**What you should do:** Return all of the entries, keeping every word and mark as it is.

● ● ● ● ● ● ●

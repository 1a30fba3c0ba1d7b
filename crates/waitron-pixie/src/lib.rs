//! Waitron boot descriptors
//!
//! This crate turns a machine in build mode into the `{kernel, initrd, cmdline}`
//! descriptor that pixiecore consumes in API mode.
//!
//! # Boot Modes
//!
//! - **Normal**: boot the installer image from the machine definition
//! - **Rescue**: boot the alternate rescue image instead
//!
//! # Example
//!
//! ```
//! use waitron_common::{BootImage, Machine, MachineDefinition, StaleBuildPolicy};
//! use waitron_pixie::{DescriptorGenerator, PixieConfig};
//!
//! let definition = MachineDefinition {
//!     hostname: "web01".to_string(),
//!     boot: BootImage {
//!         image_url: "http://mirror/installer/".to_string(),
//!         kernel: "linux".to_string(),
//!         initrd: vec!["initrd.gz".to_string()],
//!         cmdline: "hostname={{ hostname }}".to_string(),
//!     },
//!     ..Default::default()
//! };
//! let machine = Machine::new(definition, StaleBuildPolicy::default(), false);
//!
//! let generator = DescriptorGenerator::new(PixieConfig::new("http://waitron:9090"));
//! let descriptor = generator.generate(&machine).unwrap();
//!
//! assert_eq!(descriptor.kernel, "http://mirror/installer/linux");
//! assert_eq!(descriptor.cmdline, "hostname=web01");
//! ```

pub mod descriptor;
pub mod error;

pub use descriptor::*;
pub use error::*;
//! Shared models for Waitron
//!
//! - [`MachineDefinition`] / [`VmDefinition`]: immutable manifests resolved by
//!   a definition source
//! - [`Machine`]: the runtime build entity tracked while a host is in build mode

pub mod definition;
pub mod machine;

pub use definition::*;
pub use machine::*;
//! Rendering of preseed, finish and cloud-init templates
//!
//! Templates are MiniJinja with strict undefined behaviour. The context is
//! the build itself (definition fields at the top level, plus `token`,
//! `status` and `rescue`) and `base_url`.

use minijinja::{Environment, UndefinedBehavior, Value, context};
use std::fmt;
use std::path::{Path, PathBuf};
use std::str::FromStr;
use tracing::debug;
use waitron_common::{BuildStatus, Machine};

use crate::error::{Result, WaitronError};
use crate::hooks::{HookExecutor, HookPhase};

/// Which provisioning artifact a request asks for
#[derive(Debug, Clone, Copy, PartialEq, Eq)]
pub enum TemplateKind {
    Preseed,
    Finish,
    CloudInit,
}

impl TemplateKind {
    pub fn as_str(&self) -> &'static str {
        match self {
            TemplateKind::Preseed => "preseed",
            TemplateKind::Finish => "finish",
            TemplateKind::CloudInit => "cloud-init",
        }
    }

    /// Status a build reaches once this artifact has been served
    pub fn reached_status(&self) -> Option<BuildStatus> {
        match self {
            TemplateKind::Preseed => Some(BuildStatus::Installing),
            TemplateKind::Finish => Some(BuildStatus::Installed),
            TemplateKind::CloudInit => None,
        }
    }
}

impl FromStr for TemplateKind {
    type Err = WaitronError;

    fn from_str(s: &str) -> Result<Self> {
        match s {
            "preseed" => Ok(TemplateKind::Preseed),
            "finish" => Ok(TemplateKind::Finish),
            "cloud-init" => Ok(TemplateKind::CloudInit),
            other => Err(WaitronError::UnknownTemplate(other.to_string())),
        }
    }
}

impl fmt::Display for TemplateKind {
    fn fmt(&self, f: &mut fmt::Formatter<'_>) -> fmt::Result {
        f.write_str(self.as_str())
    }
}

/// Render `source` against a build
pub(crate) fn render_for_machine(
    source: &str,
    machine: &Machine,
    base_url: &str,
) -> std::result::Result<String, minijinja::Error> {
    let mut env = Environment::new();
    env.set_undefined_behavior(UndefinedBehavior::Strict);
    let ctx = context! {
        base_url => base_url,
        ..Value::from_serialize(machine)
    };
    env.render_str(source, ctx)
}

#[derive(Debug, Clone)]
pub struct TemplateDispatcher {
    template_path: PathBuf,
    machine_path: PathBuf,
    base_url: String,
    hooks: HookExecutor,
}

impl TemplateDispatcher {
    pub fn new(
        template_path: impl Into<PathBuf>,
        machine_path: impl Into<PathBuf>,
        base_url: impl Into<String>,
        hooks: HookExecutor,
    ) -> Self {
        Self {
            template_path: template_path.into(),
            machine_path: machine_path.into(),
            base_url: base_url.into(),
            hooks,
        }
    }

    fn source_path(&self, kind: TemplateKind, machine: &Machine) -> PathBuf {
        let def = &machine.definition;
        match kind {
            TemplateKind::Preseed => self.template_path.join(&def.preseed),
            TemplateKind::Finish => self.template_path.join(&def.finish),
            TemplateKind::CloudInit => self
                .machine_path
                .join(format!("{}.cloud-init", machine.hostname())),
        }
    }

    /// Render an artifact for an authorized build.
    ///
    /// Preseed runs the pre hooks first and renders nothing if one fails.
    pub async fn render(&self, kind: TemplateKind, machine: &Machine) -> Result<String> {
        if kind == TemplateKind::Preseed {
            self.hooks.run(HookPhase::Pre, machine).await?;
        }

        let path = self.source_path(kind, machine);
        let source = read_template(&path, kind).await?;

        debug!(template = %path.display(), hostname = %machine.hostname(), "Rendering template");
        render_for_machine(&source, machine, &self.base_url)
            .map_err(|e| WaitronError::Render(format!("{}: {}", path.display(), e)))
    }
}

async fn read_template(path: &Path, kind: TemplateKind) -> Result<String> {
    let is_dir = tokio::fs::metadata(path).await.map(|m| m.is_dir()).unwrap_or(false);
    if is_dir {
        return Err(WaitronError::Render(format!(
            "no {} template configured ({} is a directory)",
            kind,
            path.display()
        )));
    }
    tokio::fs::read_to_string(path)
        .await
        .map_err(|e| WaitronError::Render(format!("{}: {}", path.display(), e)))
}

● ● ● ● ● ● ●

**Answer section:**
repository 1a30fba3c0ba1d7b
filename crates/waitron-pixie/src/lib.rs
//! Waitron boot descriptors
//!
//! This crate turns a machine in build mode into the `{kernel, initrd, cmdline}`
//! descriptor that pixiecore consumes in API mode.
//!
//! # Boot Modes
//!
//! - **Normal**: boot the installer image from the machine definition
//! - **Rescue**: boot the alternate rescue image instead
//!
//! # Example
//!
//! ```
//! use waitron_common::{BootImage, Machine, MachineDefinition, StaleBuildPolicy};
//! use waitron_pixie::{DescriptorGenerator, PixieConfig};
//!
//! let definition = MachineDefinition {
//!     hostname: "web01".to_string(),
//!     boot: BootImage {
//!         image_url: "http://mirror/installer/".to_string(),
//!         kernel: "linux".to_string(),
//!         initrd: vec!["initrd.gz".to_string()],
//!         cmdline: "hostname={{ hostname }}".to_string(),
//!     },
//!     ..Default::default()
//! };
//! let machine = Machine::new(definition, StaleBuildPolicy::default(), false);
//!
//! let generator = DescriptorGenerator::new(PixieConfig::new("http://waitron:9090"));
//! let descriptor = generator.generate(&machine).unwrap();
//!
//! assert_eq!(descriptor.kernel, "http://mirror/installer/linux");
//! assert_eq!(descriptor.cmdline, "hostname=web01");
//! ```

pub mod descriptor;
pub mod error;

pub use descriptor::*;
pub use error::*;
//! Shared models for Waitron
//!
//! - [`MachineDefinition`] / [`VmDefinition`]: immutable manifests resolved by
//!   a definition source
//! - [`Machine`]: the runtime build entity tracked while a host is in build mode

pub mod definition;
pub mod machine;

pub use definition::*;
pub use machine::*;
//! Rendering of preseed, finish and cloud-init templates
//!
//! Templates are MiniJinja with strict undefined behaviour. The context is
//! the build itself (definition fields at the top level, plus `token`,
//! `status` and `rescue`) and `base_url`.

use minijinja::{Environment, UndefinedBehavior, Value, context};
use std::fmt;
use std::path::{Path, PathBuf};
use std::str::FromStr;
use tracing::debug;
use waitron_common::{BuildStatus, Machine};

use crate::error::{Result, WaitronError};
use crate::hooks::{HookExecutor, HookPhase};

/// Which provisioning artifact a request asks for
#[derive(Debug, Clone, Copy, PartialEq, Eq)]
pub enum TemplateKind {
    Preseed,
    Finish,
    CloudInit,
}

impl TemplateKind {
    pub fn as_str(&self) -> &'static str {
        match self {
            TemplateKind::Preseed => "preseed",
            TemplateKind::Finish => "finish",
            TemplateKind::CloudInit => "cloud-init",
        }
    }

    /// Status a build reaches once this artifact has been served
    pub fn reached_status(&self) -> Option<BuildStatus> {
        match self {
            TemplateKind::Preseed => Some(BuildStatus::Installing),
            TemplateKind::Finish => Some(BuildStatus::Installed),
            TemplateKind::CloudInit => None,
        }
    }
}

impl FromStr for TemplateKind {
    type Err = WaitronError;

    fn from_str(s: &str) -> Result<Self> {
        match s {
            "preseed" => Ok(TemplateKind::Preseed),
            "finish" => Ok(TemplateKind::Finish),
            "cloud-init" => Ok(TemplateKind::CloudInit),
            other => Err(WaitronError::UnknownTemplate(other.to_string())),
        }
    }
}

impl fmt::Display for TemplateKind {
    fn fmt(&self, f: &mut fmt::Formatter<'_>) -> fmt::Result {
        f.write_str(self.as_str())
    }
}

/// Render `source` against a build
pub(crate) fn render_for_machine(
    source: &str,
    machine: &Machine,
    base_url: &str,
) -> std::result::Result<String, minijinja::Error> {
    let mut env = Environment::new();
    env.set_undefined_behavior(UndefinedBehavior::Strict);
    let ctx = context! {
        base_url => base_url,
        ..Value::from_serialize(machine)
    };
    env.render_str(source, ctx)
}

#[derive(Debug, Clone)]
pub struct TemplateDispatcher {
    template_path: PathBuf,
    machine_path: PathBuf,
    base_url: String,
    hooks: HookExecutor,
}

impl TemplateDispatcher {
    pub fn new(
        template_path: impl Into<PathBuf>,
        machine_path: impl Into<PathBuf>,
        base_url: impl Into<String>,
        hooks: HookExecutor,
    ) -> Self {
        Self {
            template_path: template_path.into(),
            machine_path: machine_path.into(),
            base_url: base_url.into(),
            hooks,
        }
    }

    fn source_path(&self, kind: TemplateKind, machine: &Machine) -> PathBuf {
        let def = &machine.definition;
        match kind {
            TemplateKind::Preseed => self.template_path.join(&def.preseed),
            TemplateKind::Finish => self.template_path.join(&def.finish),
            TemplateKind::CloudInit => self
                .machine_path
                .join(format!("{}.cloud-init", machine.hostname())),
        }
    }

    /// Render an artifact for an authorized build.
    ///
    /// Preseed runs the pre hooks first and renders nothing if one fails.
    pub async fn render(&self, kind: TemplateKind, machine: &Machine) -> Result<String> {
        if kind == TemplateKind::Preseed {
            self.hooks.run(HookPhase::Pre, machine).await?;
        }

        let path = self.source_path(kind, machine);
        let source = read_template(&path, kind).await?;

        debug!(template = %path.display(), hostname = %machine.hostname(), "Rendering template");
        render_for_machine(&source, machine, &self.base_url)
            .map_err(|e| WaitronError::Render(format!("{}: {}", path.display(), e)))
    }
}

async fn read_template(path: &Path, kind: TemplateKind) -> Result<String> {
    let is_dir = tokio::fs::metadata(path).await.map(|m| m.is_dir()).unwrap_or(false);
    if is_dir {
        return Err(WaitronError::Render(format!(
            "no {} template configured ({} is a directory)",
            kind,
            path.display()
        )));
    }
    tokio::fs::read_to_string(path)
        .await
        .map_err(|e| WaitronError::Render(format!("{}: {}", path.display(), e)))
}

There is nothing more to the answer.